Table 3 shows socio-economic characteristics of the men in the intervention and control groups. The intervention group were men from waves 1, 2 and 3 after one year of intervention and the control group were men in waves 2, 3 and 4 at baseline (pre-intervention). Men in the intervention group were slightly older, with a lower proportion aged 30 years or less, and more of them had some formal education and a better income occupation. About a third of the men in the intervention group were from urban communities, compared with half of the men in the control group.

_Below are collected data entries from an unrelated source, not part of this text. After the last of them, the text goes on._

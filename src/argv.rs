//! Recovering command-line arguments as canonical UTF-8.

use crate::decode::LocalDecoder;
use crate::errors::Result;

/// The command line after the program name, as canonical UTF-8 byte strings.
///
/// On the console-API platform the arguments are re-parsed from the wide
/// command line, so characters outside the ANSI code page survive; every
/// recovered string is marked canonical in the decoder's memo. Elsewhere the
/// OS argument bytes go through the idempotent locale decoder.
pub fn utf8_argv(decoder: &mut LocalDecoder) -> Result<Vec<Vec<u8>>> {
    native_argv(decoder)
}

#[cfg(windows)]
fn native_argv(decoder: &mut LocalDecoder) -> Result<Vec<Vec<u8>>> {
    use widestring::U16CStr;
    use windows_sys::Win32::Foundation::LocalFree;
    use windows_sys::Win32::System::Environment::GetCommandLineW;
    use windows_sys::Win32::UI::Shell::CommandLineToArgvW;

    use crate::common::ScopeGuard;
    use crate::errors::Error;

    let mut count = 0;
    let argv = unsafe { CommandLineToArgvW(GetCommandLineW(), &mut count) };
    if argv.is_null() {
        return Err(std::io::Error::last_os_error().into());
    }
    // The argv block is a single LocalAlloc allocation.
    let argv = ScopeGuard::new(argv, |argv| unsafe {
        LocalFree(argv.cast());
    });

    let mut args = Vec::new();
    for i in 1..count as usize {
        let arg = unsafe { U16CStr::from_ptr_str(*argv.add(i)) };
        let arg = arg.to_string().map_err(|_| Error::Encoding {
            context: "command line is not valid UTF-16",
        })?;
        decoder.mark_canonical(arg.as_bytes());
        args.push(arg.into_bytes());
    }
    Ok(args)
}

#[cfg(unix)]
fn native_argv(decoder: &mut LocalDecoder) -> Result<Vec<Vec<u8>>> {
    use std::os::unix::ffi::OsStrExt;

    std::env::args_os()
        .skip(1)
        .map(|arg| decoder.decode(arg.as_bytes()))
        .collect()
}
//! Keep a version-control client's strings UTF-8 on hosts whose ambient
//! encoding is not.
//!
//! Strings enter the client two ways: the command line and file names coming
//! back from the filesystem. Both are normalized to UTF-8 at the boundary and
//! converted back to what the OS expects on the way out. Console output gets
//! special treatment because the buffered text path corrupts high code-page
//! output: it is written raw, with the console output code page switched to
//! UTF-8 for the duration of the write and restored afterwards.
//!
//! The host stays on a single internal representation ([`convert::Value`]
//! byte strings are always valid UTF-8) and routes its OS-facing entry points
//! through a [`registry::Registry`] built once at startup.

pub mod argv;
pub mod codepage;
pub mod common;
pub mod console;
pub mod convert;
pub mod decode;
pub mod encoding;
pub mod errors;
pub mod fsops;
pub mod locale;
pub mod output;
pub mod path;
pub mod registry;
pub mod shim;

#[cfg(test)]
mod tests;

pub use errors::{Error, Result};
pub use shim::{Config, Shim};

Table 3.  Socio-economic characteristics of men included in the analysis

OR – odds ratio; 95% CI – 95% confidence interval

Outcomes and estimation of impact

Table 4 shows knowledge and attitudes of men related to maternal and child health outcomes, with the results of the cluster t test. Men in the intervention group had better knowledge about danger signs during pregnancy and childbirth than men in the control group. This was mainly apparent for knowing more than one danger sign, with significantly higher proportions of men in the intervention group knowing three or more danger signs in pregnancy and childbirth. In both the intervention and control groups, nearly all men said that women should reduce heavy work at some point during pregnancy. The proportion who thought women should reduce heavy work before the third trimester of pregnancy was significantly higher in the intervention group. Significantly higher proportions in the intervention group said they had discussed pregnancy and childbirth with their spouses or had discussed these issues with them often.

Table 4.  Knowledge and attitudes related to maternal and child health among 6931 men in the intervention group and 9434 men in the control group*

RRR – relative risk reduction (1-RR (relative risk)), RD – risk difference, NNT – number needed to treat (1/RD), 95% CIca – cluster-adjusted 95% confidence interval, ICC – intra-cluster correlation

*Bold font indicates the contrast is significant at the 5% level

Some 11% more men in the intervention group mentioned poor hygiene around the household as a cause of childhood diarrhoea, but this difference was not statistically significant in the cluster t test. Beliefs about management of childhood diarrhoea were significantly better in the intervention group than in the control group: 30% more thought that children with diarrhoea should be given extra fluids and continued feeding and 21% more said they would not give a child medicine to stop diarrhoea. The perception of childhood immunization being worthwhile was nearly universal in both intervention and control groups, and nearly all in both groups said they had discussed childhood immunization with their family or spouse.

Further analysis examined whether baseline socio-economic differences between the intervention and control groups could explain the impact of the intervention on men’s knowledge and attitudes. The results of GLMM analysis for the effect of the intervention using a model including the intervention alone, and a model including the baseline socio-economic characteristics are shown in Table S1 in the Online Supplementary Document. Baseline socio-economic differences did not explain the effect of the intervention on any of the male outcomes.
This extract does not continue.